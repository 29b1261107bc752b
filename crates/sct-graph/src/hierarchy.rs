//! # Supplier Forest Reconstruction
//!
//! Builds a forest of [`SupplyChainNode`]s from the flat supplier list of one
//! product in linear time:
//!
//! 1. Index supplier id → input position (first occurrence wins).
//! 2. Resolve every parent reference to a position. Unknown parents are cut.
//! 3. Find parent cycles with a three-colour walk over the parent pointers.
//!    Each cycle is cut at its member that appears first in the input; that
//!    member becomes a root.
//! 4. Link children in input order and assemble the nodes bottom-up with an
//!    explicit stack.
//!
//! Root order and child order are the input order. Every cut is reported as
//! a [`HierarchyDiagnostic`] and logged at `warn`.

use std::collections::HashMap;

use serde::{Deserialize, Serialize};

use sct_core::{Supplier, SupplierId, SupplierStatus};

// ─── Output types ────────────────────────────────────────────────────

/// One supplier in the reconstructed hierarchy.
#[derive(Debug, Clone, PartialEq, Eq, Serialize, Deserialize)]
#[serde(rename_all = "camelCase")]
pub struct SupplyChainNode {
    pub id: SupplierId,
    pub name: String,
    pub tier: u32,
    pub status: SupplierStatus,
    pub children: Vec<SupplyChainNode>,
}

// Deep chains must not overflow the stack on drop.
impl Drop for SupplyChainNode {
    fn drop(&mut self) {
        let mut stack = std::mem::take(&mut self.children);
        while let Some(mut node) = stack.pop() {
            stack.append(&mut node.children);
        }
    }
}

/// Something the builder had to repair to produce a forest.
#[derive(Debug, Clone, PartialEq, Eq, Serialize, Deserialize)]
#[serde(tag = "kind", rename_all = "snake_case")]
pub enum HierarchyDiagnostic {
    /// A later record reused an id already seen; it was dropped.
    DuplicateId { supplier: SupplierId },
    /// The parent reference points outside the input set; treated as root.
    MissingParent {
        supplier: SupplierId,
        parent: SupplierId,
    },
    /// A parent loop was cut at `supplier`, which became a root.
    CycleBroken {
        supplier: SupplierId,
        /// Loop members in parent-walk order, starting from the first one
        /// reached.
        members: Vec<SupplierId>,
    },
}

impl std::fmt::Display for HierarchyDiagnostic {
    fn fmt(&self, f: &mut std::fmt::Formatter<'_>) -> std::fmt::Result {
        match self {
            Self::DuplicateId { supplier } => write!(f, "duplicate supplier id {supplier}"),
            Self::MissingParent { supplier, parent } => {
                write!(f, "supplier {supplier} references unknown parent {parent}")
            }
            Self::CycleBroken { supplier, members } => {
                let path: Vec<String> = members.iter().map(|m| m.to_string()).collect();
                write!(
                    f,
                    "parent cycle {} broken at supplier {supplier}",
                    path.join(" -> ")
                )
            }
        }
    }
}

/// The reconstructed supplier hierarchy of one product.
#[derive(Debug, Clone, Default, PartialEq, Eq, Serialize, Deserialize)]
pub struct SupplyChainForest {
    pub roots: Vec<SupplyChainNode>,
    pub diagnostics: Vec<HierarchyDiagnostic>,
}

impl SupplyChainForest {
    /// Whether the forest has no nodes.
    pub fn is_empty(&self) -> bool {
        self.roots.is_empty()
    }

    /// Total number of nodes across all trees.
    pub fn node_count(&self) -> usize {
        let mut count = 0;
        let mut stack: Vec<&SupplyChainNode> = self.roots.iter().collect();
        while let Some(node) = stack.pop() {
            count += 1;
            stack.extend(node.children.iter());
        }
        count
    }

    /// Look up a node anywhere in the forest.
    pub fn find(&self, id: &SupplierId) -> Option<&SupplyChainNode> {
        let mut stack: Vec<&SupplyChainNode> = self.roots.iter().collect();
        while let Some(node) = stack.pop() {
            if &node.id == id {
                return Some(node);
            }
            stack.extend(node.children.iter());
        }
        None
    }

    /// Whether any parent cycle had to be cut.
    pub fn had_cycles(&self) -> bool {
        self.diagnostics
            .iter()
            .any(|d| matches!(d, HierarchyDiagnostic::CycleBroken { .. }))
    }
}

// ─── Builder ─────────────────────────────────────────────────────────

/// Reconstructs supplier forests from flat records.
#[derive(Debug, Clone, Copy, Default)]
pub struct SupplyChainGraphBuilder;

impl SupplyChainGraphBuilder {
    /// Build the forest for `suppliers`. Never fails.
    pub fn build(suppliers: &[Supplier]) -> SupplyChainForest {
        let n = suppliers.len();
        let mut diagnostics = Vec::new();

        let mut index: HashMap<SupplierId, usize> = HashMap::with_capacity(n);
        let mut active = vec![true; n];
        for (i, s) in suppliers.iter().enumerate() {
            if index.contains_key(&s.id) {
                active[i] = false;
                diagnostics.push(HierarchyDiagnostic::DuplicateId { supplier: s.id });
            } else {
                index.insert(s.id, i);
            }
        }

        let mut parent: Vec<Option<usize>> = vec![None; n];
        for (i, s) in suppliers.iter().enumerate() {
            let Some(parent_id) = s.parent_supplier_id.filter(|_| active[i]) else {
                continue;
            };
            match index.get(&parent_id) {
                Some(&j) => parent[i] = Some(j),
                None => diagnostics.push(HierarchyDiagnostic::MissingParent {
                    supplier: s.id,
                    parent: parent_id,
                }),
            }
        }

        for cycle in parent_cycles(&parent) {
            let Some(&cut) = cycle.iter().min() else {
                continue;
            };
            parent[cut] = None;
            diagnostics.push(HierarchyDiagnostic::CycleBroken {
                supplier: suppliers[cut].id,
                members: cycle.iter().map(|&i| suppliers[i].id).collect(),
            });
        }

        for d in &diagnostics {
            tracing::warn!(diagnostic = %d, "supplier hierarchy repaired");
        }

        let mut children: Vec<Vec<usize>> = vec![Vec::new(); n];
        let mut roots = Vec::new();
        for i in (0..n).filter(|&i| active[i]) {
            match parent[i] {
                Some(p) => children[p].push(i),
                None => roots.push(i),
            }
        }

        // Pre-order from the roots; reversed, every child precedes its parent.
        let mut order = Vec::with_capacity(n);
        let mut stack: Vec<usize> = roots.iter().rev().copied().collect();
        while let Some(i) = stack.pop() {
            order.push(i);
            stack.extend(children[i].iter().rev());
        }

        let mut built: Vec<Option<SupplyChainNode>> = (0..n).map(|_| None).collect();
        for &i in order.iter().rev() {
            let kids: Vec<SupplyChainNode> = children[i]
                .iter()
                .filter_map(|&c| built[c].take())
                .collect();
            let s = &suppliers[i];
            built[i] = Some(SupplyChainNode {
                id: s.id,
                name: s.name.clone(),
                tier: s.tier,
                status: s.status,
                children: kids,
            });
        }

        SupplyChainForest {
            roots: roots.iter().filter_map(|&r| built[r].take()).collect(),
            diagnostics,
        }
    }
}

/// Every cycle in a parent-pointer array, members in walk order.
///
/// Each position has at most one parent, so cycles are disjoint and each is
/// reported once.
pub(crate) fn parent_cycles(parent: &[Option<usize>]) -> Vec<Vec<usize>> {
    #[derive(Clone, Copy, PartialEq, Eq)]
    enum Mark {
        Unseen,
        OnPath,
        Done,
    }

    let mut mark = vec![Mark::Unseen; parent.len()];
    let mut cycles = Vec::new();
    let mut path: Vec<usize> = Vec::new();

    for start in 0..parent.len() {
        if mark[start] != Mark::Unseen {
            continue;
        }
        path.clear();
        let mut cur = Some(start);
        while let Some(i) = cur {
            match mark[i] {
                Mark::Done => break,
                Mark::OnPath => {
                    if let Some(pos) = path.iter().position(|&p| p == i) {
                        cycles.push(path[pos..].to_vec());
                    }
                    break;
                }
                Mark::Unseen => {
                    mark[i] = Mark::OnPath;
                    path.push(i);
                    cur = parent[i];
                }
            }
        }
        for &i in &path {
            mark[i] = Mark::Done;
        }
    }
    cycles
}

━━━━

* _Task description_
Exactly as written, repeat the lines from the start of the listing through the line containing "becomes a root.", both included.

* _Answer box_
repository 29b1261107bc752b
filename crates/sct-graph/src/hierarchy.rs
//! # Supplier Forest Reconstruction
//!
//! Builds a forest of [`SupplyChainNode`]s from the flat supplier list of one
//! product in linear time:
//!
//! 1. Index supplier id → input position (first occurrence wins).
//! 2. Resolve every parent reference to a position. Unknown parents are cut.
//! 3. Find parent cycles with a three-colour walk over the parent pointers.
//!    Each cycle is cut at its member that appears first in the input; that
//!    member becomes a root.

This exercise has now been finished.